━━━━━ Record extracts ━━━━━

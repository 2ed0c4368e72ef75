use std::time::{Duration, Instant};

use crate::core::{Action, Command, NotifyLevel};

/// Main tabs in the application
#[derive(Debug, Clone, Copy, PartialEq, Eq)]
pub enum Tab {
    Vente,
    Maintenance,
    Camera,
}

impl Tab {
    /// Fixed, ordered tab set; order determines render order
    pub const ALL: [Tab; 3] = [Tab::Vente, Tab::Maintenance, Tab::Camera];

    pub fn id(&self) -> &'static str {
        match self {
            Tab::Vente => "vente",
            Tab::Maintenance => "maintenance",
            Tab::Camera => "camera",
        }
    }

    /// Look up a tab by its short id. Returns None for ids outside the set.
    pub fn from_id(id: &str) -> Option<Tab> {
        Tab::ALL.iter().copied().find(|tab| tab.id() == id)
    }

    pub fn title(&self) -> &'static str {
        match self {
            Tab::Vente => "Vente",
            Tab::Maintenance => "Maintenance",
            Tab::Camera => "Caméra de surveillance",
        }
    }

    pub fn description(&self) -> &'static str {
        match self {
            Tab::Vente => "Créer une nouvelle vente, rechercher produits/clients et finaliser.",
            Tab::Maintenance => "Accéder aux tâches de maintenance, tickets et historique.",
            Tab::Camera => "Afficher le flux de la caméra de surveillance (configurable).",
        }
    }

    pub fn action_label(&self) -> &'static str {
        match self {
            Tab::Vente => "Nouvelle vente",
            Tab::Maintenance => "Ouvrir maintenance",
            Tab::Camera => "Voir la caméra",
        }
    }

    pub fn shortcut(&self) -> char {
        match self {
            Tab::Vente => '1',
            Tab::Maintenance => '2',
            Tab::Camera => '3',
        }
    }
}

#[derive(Debug, Clone, Copy, PartialEq, Eq)]
pub enum InputMode {
    Normal,
    Command,
}

#[derive(Debug, Clone, Copy, PartialEq, Eq)]
pub enum StatusLevel {
    Info,
    Warn,
    Error,
}

#[derive(Debug, Default, Clone)]
pub struct CommandBar {
    pub input: String,
    pub last: Option<String>,
}

#[derive(Debug, Clone)]
pub struct StatusMessage {
    pub text: String,
    pub level: StatusLevel,
    pub since: Instant,
}

/// Modal notice standing in for a blocking dialog. While one is open,
/// input other than dismissal is ignored.
#[derive(Debug, Clone)]
pub struct Notice {
    pub text: String,
}

#[derive(Debug)]
pub struct App {
    /// Currently active tab; always a member of Tab::ALL
    pub active_tab: Tab,
    pub input_mode: InputMode,
    pub command: CommandBar,
    pub notice: Option<Notice>,
    pub status: Option<StatusMessage>,
    pub help_open: bool,
    pub should_quit: bool,
    /// Header title, overridable from config
    pub title: String,
    /// Footer line, overridable from config
    pub footer: String,
    /// Configured camera stream endpoint, if any
    pub camera_endpoint: Option<String>,
}

impl App {
    pub fn new() -> Self {
        Self {
            active_tab: Tab::ALL[0],
            input_mode: InputMode::Normal,
            command: CommandBar::default(),
            notice: None,
            status: None,
            help_open: false,
            should_quit: false,
            title: "Mon Application".to_string(),
            footer: "© 2025 — Votre société".to_string(),
            camera_endpoint: None,
        }
    }

    /// Make the given tab active. Selecting the already-active tab leaves
    /// the state unchanged.
    pub fn select_tab(&mut self, tab: Tab) {
        self.active_tab = tab;
    }

    pub fn cycle_tab(&mut self, forward: bool) {
        let index = Tab::ALL
            .iter()
            .position(|tab| *tab == self.active_tab)
            .unwrap_or(0);
        let next = if forward {
            (index + 1) % Tab::ALL.len()
        } else {
            (index + Tab::ALL.len() - 1) % Tab::ALL.len()
        };
        self.active_tab = Tab::ALL[next];
    }

    pub fn set_status(&mut self, text: impl Into<String>, level: StatusLevel) {
        self.status = Some(StatusMessage {
            text: text.into(),
            level,
            since: Instant::now(),
        });
    }

    pub fn status_text(&self) -> Option<(&str, StatusLevel)> {
        self.status
            .as_ref()
            .map(|status| (status.text.as_str(), status.level))
    }

    pub fn on_tick(&mut self) {
        if let Some(status) = self.status.as_ref() {
            if status.since.elapsed() > Duration::from_secs(3) {
                self.status = None;
            }
        }
    }

    pub fn open_notice(&mut self, text: impl Into<String>) {
        self.notice = Some(Notice { text: text.into() });
    }

    pub fn dismiss_notice(&mut self) {
        self.notice = None;
    }

    pub fn enter_command(&mut self) {
        self.input_mode = InputMode::Command;
        self.command.input.clear();
    }

    pub fn exit_command(&mut self) {
        self.input_mode = InputMode::Normal;
        self.command.input.clear();
    }

    /// Apply the command bar input and leave command mode.
    pub fn apply_command(&mut self) -> Action {
        let input = self.command.input.trim().to_string();
        if input.is_empty() {
            self.exit_command();
            return Action::None;
        }
        let cmd = crate::core::parse_command(&input);
        self.command.last = Some(input);
        self.exit_command();
        self.execute_command(&cmd)
    }

    /// Map a parsed command to an action
    pub fn execute_command(&self, cmd: &Command) -> Action {
        match cmd {
            Command::Tab(tab) => Action::SelectTab(*tab),
            Command::Action => Action::Dispatch,
            Command::Help => Action::OpenHelp,
            Command::Quit => Action::Quit,
            Command::Unknown(input) => Action::Notify(
                format!("Commande inconnue: {}", input),
                NotifyLevel::Warn,
            ),
        }
    }
}

#[cfg(test)]
mod tests {
    use super::*;

    #[test]
    fn test_initial_tab_is_first_in_registry() {
        let app = App::new();
        assert_eq!(app.active_tab, Tab::ALL[0]);
        assert_eq!(app.active_tab, Tab::Vente);
    }

    #[test]
    fn test_select_tab_round_trip() {
        let mut app = App::new();
        for tab in Tab::ALL {
            app.select_tab(tab);
            assert_eq!(app.active_tab, tab);
        }
    }

    #[test]
    fn test_select_tab_is_idempotent() {
        let mut app = App::new();
        app.select_tab(Tab::Camera);
        app.select_tab(Tab::Camera);
        assert_eq!(app.active_tab, Tab::Camera);
    }

    #[test]
    fn test_cycle_tab_wraps_in_registry_order() {
        let mut app = App::new();
        app.cycle_tab(true);
        assert_eq!(app.active_tab, Tab::Maintenance);
        app.cycle_tab(true);
        assert_eq!(app.active_tab, Tab::Camera);
        app.cycle_tab(true);
        assert_eq!(app.active_tab, Tab::Vente);
        app.cycle_tab(false);
        assert_eq!(app.active_tab, Tab::Camera);
    }

    #[test]
    fn test_from_id_round_trips_and_rejects_unknown() {
        for tab in Tab::ALL {
            assert_eq!(Tab::from_id(tab.id()), Some(tab));
        }
        assert_eq!(Tab::from_id("onglet"), None);
        assert_eq!(Tab::from_id(""), None);
    }

    #[test]
    fn test_derived_panel_texts_have_no_cross_tab_bleed() {
        assert_eq!(Tab::Vente.title(), "Vente");
        assert_eq!(
            Tab::Vente.description(),
            "Créer une nouvelle vente, rechercher produits/clients et finaliser."
        );
        assert_eq!(Tab::Vente.action_label(), "Nouvelle vente");

        assert_eq!(Tab::Maintenance.title(), "Maintenance");
        assert_eq!(
            Tab::Maintenance.description(),
            "Accéder aux tâches de maintenance, tickets et historique."
        );
        assert_eq!(Tab::Maintenance.action_label(), "Ouvrir maintenance");

        assert_eq!(Tab::Camera.title(), "Caméra de surveillance");
        assert_eq!(
            Tab::Camera.description(),
            "Afficher le flux de la caméra de surveillance (configurable)."
        );
        assert_eq!(Tab::Camera.action_label(), "Voir la caméra");
    }

    #[test]
    fn test_start_on_vente_then_switch_to_camera() {
        let mut app = App::new();
        assert_eq!(app.active_tab.title(), "Vente");
        assert_eq!(
            app.active_tab.description(),
            "Créer une nouvelle vente, rechercher produits/clients et finaliser."
        );
        assert_eq!(app.active_tab.action_label(), "Nouvelle vente");

        app.select_tab(Tab::Camera);
        assert_eq!(app.active_tab.title(), "Caméra de surveillance");
        assert_eq!(
            app.active_tab.description(),
            "Afficher le flux de la caméra de surveillance (configurable)."
        );
        assert_eq!(app.active_tab.action_label(), "Voir la caméra");
    }

    #[test]
    fn test_execute_command_maps_to_actions() {
        let app = App::new();
        assert_eq!(
            app.execute_command(&Command::Tab(Tab::Camera)),
            Action::SelectTab(Tab::Camera)
        );
        assert_eq!(app.execute_command(&Command::Action), Action::Dispatch);
        assert_eq!(app.execute_command(&Command::Help), Action::OpenHelp);
        assert_eq!(app.execute_command(&Command::Quit), Action::Quit);
        match app.execute_command(&Command::Unknown("xyz".to_string())) {
            Action::Notify(text, NotifyLevel::Warn) => assert!(text.contains("xyz")),
            other => panic!("unexpected action: {:?}", other),
        }
    }

    #[test]
    fn test_apply_command_selects_tab_and_leaves_command_mode() {
        let mut app = App::new();
        app.enter_command();
        app.command.input.push_str("camera");
        let action = app.apply_command();
        assert_eq!(action, Action::SelectTab(Tab::Camera));
        assert_eq!(app.input_mode, InputMode::Normal);
        assert_eq!(app.command.last.as_deref(), Some("camera"));
        assert!(app.command.input.is_empty());
    }

    #[test]
    fn test_empty_command_is_a_noop() {
        let mut app = App::new();
        app.enter_command();
        app.command.input.push_str("   ");
        assert_eq!(app.apply_command(), Action::None);
        assert!(app.command.last.is_none());
    }

    #[test]
    fn test_notice_open_and_dismiss() {
        let mut app = App::new();
        assert!(app.notice.is_none());
        app.open_notice("Action Vente: ouvrir l'écran de saisie d'une nouvelle vente.");
        assert!(app.notice.is_some());
        app.dismiss_notice();
        assert!(app.notice.is_none());
    }

    #[test]
    fn test_set_status_levels() {
        let mut app = App::new();
        app.set_status("ok", StatusLevel::Info);
        let (text, level) = app.status_text().expect("status should be set");
        assert_eq!(text, "ok");
        assert_eq!(level, StatusLevel::Info);
    }
}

━━━━━

Required work: After locating the line with "pub enum InputMode" above, return that line and every later line through the one with "let next = if", word for word and with nothing else.

Exercise solution:
pub enum InputMode {
    Normal,
    Command,
}

#[derive(Debug, Clone, Copy, PartialEq, Eq)]
pub enum StatusLevel {
    Info,
    Warn,
    Error,
}

#[derive(Debug, Default, Clone)]
pub struct CommandBar {
    pub input: String,
    pub last: Option<String>,
}

#[derive(Debug, Clone)]
pub struct StatusMessage {
    pub text: String,
    pub level: StatusLevel,
    pub since: Instant,
}

/// Modal notice standing in for a blocking dialog. While one is open,
/// input other than dismissal is ignored.
#[derive(Debug, Clone)]
pub struct Notice {
    pub text: String,
}

#[derive(Debug)]
pub struct App {
    /// Currently active tab; always a member of Tab::ALL
    pub active_tab: Tab,
    pub input_mode: InputMode,
    pub command: CommandBar,
    pub notice: Option<Notice>,
    pub status: Option<StatusMessage>,
    pub help_open: bool,
    pub should_quit: bool,
    /// Header title, overridable from config
    pub title: String,
    /// Footer line, overridable from config
    pub footer: String,
    /// Configured camera stream endpoint, if any
    pub camera_endpoint: Option<String>,
}

impl App {
    pub fn new() -> Self {
        Self {
            active_tab: Tab::ALL[0],
            input_mode: InputMode::Normal,
            command: CommandBar::default(),
            notice: None,
            status: None,
            help_open: false,
            should_quit: false,
            title: "Mon Application".to_string(),
            footer: "© 2025 — Votre société".to_string(),
            camera_endpoint: None,
        }
    }

    /// Make the given tab active. Selecting the already-active tab leaves
    /// the state unchanged.
    pub fn select_tab(&mut self, tab: Tab) {
        self.active_tab = tab;
    }

    pub fn cycle_tab(&mut self, forward: bool) {
        let index = Tab::ALL
            .iter()
            .position(|tab| *tab == self.active_tab)
            .unwrap_or(0);
        let next = if forward {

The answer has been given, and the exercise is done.